■ **DATASET ENTRIES**:
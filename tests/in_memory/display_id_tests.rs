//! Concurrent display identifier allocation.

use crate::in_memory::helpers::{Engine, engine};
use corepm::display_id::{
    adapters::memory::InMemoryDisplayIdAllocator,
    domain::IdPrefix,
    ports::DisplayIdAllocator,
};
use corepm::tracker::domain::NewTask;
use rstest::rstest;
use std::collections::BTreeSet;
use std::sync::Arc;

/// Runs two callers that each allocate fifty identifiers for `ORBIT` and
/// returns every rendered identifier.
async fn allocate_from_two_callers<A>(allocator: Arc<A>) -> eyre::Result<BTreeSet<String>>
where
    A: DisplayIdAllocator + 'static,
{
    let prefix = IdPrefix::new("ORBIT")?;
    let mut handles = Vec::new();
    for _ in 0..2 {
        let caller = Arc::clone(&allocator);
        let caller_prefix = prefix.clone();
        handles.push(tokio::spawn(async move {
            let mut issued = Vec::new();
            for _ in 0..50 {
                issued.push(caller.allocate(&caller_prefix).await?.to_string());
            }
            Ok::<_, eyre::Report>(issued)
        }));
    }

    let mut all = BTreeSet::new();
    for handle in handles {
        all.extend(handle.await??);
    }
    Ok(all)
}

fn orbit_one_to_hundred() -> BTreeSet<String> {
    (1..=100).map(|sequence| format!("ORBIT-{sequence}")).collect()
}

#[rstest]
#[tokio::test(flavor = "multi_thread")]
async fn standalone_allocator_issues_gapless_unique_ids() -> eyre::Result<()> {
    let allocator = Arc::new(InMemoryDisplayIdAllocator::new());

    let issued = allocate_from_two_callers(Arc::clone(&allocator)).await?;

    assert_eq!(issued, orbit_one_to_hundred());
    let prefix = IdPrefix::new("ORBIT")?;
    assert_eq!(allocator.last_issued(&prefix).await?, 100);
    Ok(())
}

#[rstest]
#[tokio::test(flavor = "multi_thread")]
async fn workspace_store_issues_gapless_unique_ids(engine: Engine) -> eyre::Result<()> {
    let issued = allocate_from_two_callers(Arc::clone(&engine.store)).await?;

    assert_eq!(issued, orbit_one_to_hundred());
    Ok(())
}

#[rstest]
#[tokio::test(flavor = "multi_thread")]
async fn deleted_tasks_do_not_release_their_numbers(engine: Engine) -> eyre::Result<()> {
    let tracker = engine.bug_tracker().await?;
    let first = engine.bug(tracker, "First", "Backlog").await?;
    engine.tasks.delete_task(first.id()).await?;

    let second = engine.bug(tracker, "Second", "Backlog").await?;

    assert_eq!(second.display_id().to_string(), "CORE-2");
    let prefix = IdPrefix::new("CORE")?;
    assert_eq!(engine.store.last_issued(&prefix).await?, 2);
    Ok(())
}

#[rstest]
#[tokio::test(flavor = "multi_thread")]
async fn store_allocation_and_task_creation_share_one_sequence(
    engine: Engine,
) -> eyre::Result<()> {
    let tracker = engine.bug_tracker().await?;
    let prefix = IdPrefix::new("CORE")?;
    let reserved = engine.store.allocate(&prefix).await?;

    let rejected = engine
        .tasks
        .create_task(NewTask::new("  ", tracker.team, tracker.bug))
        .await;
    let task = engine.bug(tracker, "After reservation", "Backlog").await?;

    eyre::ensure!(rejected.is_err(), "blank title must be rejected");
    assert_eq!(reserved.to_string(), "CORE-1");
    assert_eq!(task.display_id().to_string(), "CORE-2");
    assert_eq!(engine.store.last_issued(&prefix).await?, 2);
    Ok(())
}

■ **TRY IT**: Until the last line is reached, keep transcribing the data exactly.

■ **EXERCISE SOLUTION**:
filename tests/in_memory/display_id_tests.rs
//! Concurrent display identifier allocation.

use crate::in_memory::helpers::{Engine, engine};
use corepm::display_id::{
    adapters::memory::InMemoryDisplayIdAllocator,
    domain::IdPrefix,
    ports::DisplayIdAllocator,
};
use corepm::tracker::domain::NewTask;
use rstest::rstest;
use std::collections::BTreeSet;
use std::sync::Arc;

/// Runs two callers that each allocate fifty identifiers for `ORBIT` and
/// returns every rendered identifier.
async fn allocate_from_two_callers<A>(allocator: Arc<A>) -> eyre::Result<BTreeSet<String>>
where
    A: DisplayIdAllocator + 'static,
{
    let prefix = IdPrefix::new("ORBIT")?;
    let mut handles = Vec::new();
    for _ in 0..2 {
        let caller = Arc::clone(&allocator);
        let caller_prefix = prefix.clone();
        handles.push(tokio::spawn(async move {
            let mut issued = Vec::new();
            for _ in 0..50 {
                issued.push(caller.allocate(&caller_prefix).await?.to_string());
            }
            Ok::<_, eyre::Report>(issued)
        }));
    }

    let mut all = BTreeSet::new();
    for handle in handles {
        all.extend(handle.await??);
    }
    Ok(all)
}

fn orbit_one_to_hundred() -> BTreeSet<String> {
    (1..=100).map(|sequence| format!("ORBIT-{sequence}")).collect()
}

#[rstest]
#[tokio::test(flavor = "multi_thread")]
async fn standalone_allocator_issues_gapless_unique_ids() -> eyre::Result<()> {
    let allocator = Arc::new(InMemoryDisplayIdAllocator::new());

    let issued = allocate_from_two_callers(Arc::clone(&allocator)).await?;

    assert_eq!(issued, orbit_one_to_hundred());
    let prefix = IdPrefix::new("ORBIT")?;
    assert_eq!(allocator.last_issued(&prefix).await?, 100);
    Ok(())
}

#[rstest]
#[tokio::test(flavor = "multi_thread")]
async fn workspace_store_issues_gapless_unique_ids(engine: Engine) -> eyre::Result<()> {
    let issued = allocate_from_two_callers(Arc::clone(&engine.store)).await?;

    assert_eq!(issued, orbit_one_to_hundred());
    Ok(())
}

#[rstest]
#[tokio::test(flavor = "multi_thread")]
async fn deleted_tasks_do_not_release_their_numbers(engine: Engine) -> eyre::Result<()> {
    let tracker = engine.bug_tracker().await?;
    let first = engine.bug(tracker, "First", "Backlog").await?;
    engine.tasks.delete_task(first.id()).await?;

    let second = engine.bug(tracker, "Second", "Backlog").await?;

    assert_eq!(second.display_id().to_string(), "CORE-2");
    let prefix = IdPrefix::new("CORE")?;
    assert_eq!(engine.store.last_issued(&prefix).await?, 2);
    Ok(())
}

#[rstest]
#[tokio::test(flavor = "multi_thread")]
async fn store_allocation_and_task_creation_share_one_sequence(
    engine: Engine,
) -> eyre::Result<()> {
    let tracker = engine.bug_tracker().await?;
    let prefix = IdPrefix::new("CORE")?;
    let reserved = engine.store.allocate(&prefix).await?;

    let rejected = engine
        .tasks
        .create_task(NewTask::new("  ", tracker.team, tracker.bug))
        .await;
    let task = engine.bug(tracker, "After reservation", "Backlog").await?;

    eyre::ensure!(rejected.is_err(), "blank title must be rejected");
    assert_eq!(reserved.to_string(), "CORE-1");
    assert_eq!(task.display_id().to_string(), "CORE-2");
    assert_eq!(engine.store.last_issued(&prefix).await?, 2);
    Ok(())
}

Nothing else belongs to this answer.